> WORK INSTRUCTION
Answer with the exact lines of the following material from the one containing "variável de ambiente" through the one containing "pub fn init()", both end lines included.

> GIVEN RECORDS
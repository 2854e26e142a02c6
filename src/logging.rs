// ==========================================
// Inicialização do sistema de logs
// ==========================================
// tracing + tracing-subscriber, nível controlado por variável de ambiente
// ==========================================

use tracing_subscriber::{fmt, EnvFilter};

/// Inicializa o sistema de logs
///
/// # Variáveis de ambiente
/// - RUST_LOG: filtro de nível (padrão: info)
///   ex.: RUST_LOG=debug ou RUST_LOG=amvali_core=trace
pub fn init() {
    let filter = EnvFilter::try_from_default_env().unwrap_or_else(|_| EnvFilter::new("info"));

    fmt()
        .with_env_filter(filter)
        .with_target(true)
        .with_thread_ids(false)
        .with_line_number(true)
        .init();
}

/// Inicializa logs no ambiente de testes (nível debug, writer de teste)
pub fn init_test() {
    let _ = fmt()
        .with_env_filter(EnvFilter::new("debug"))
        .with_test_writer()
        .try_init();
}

> COMPLETED EXERCISE
// tracing + tracing-subscriber, nível controlado por variável de ambiente
// ==========================================

use tracing_subscriber::{fmt, EnvFilter};

/// Inicializa o sistema de logs
///
/// # Variáveis de ambiente
/// - RUST_LOG: filtro de nível (padrão: info)
///   ex.: RUST_LOG=debug ou RUST_LOG=amvali_core=trace
pub fn init() {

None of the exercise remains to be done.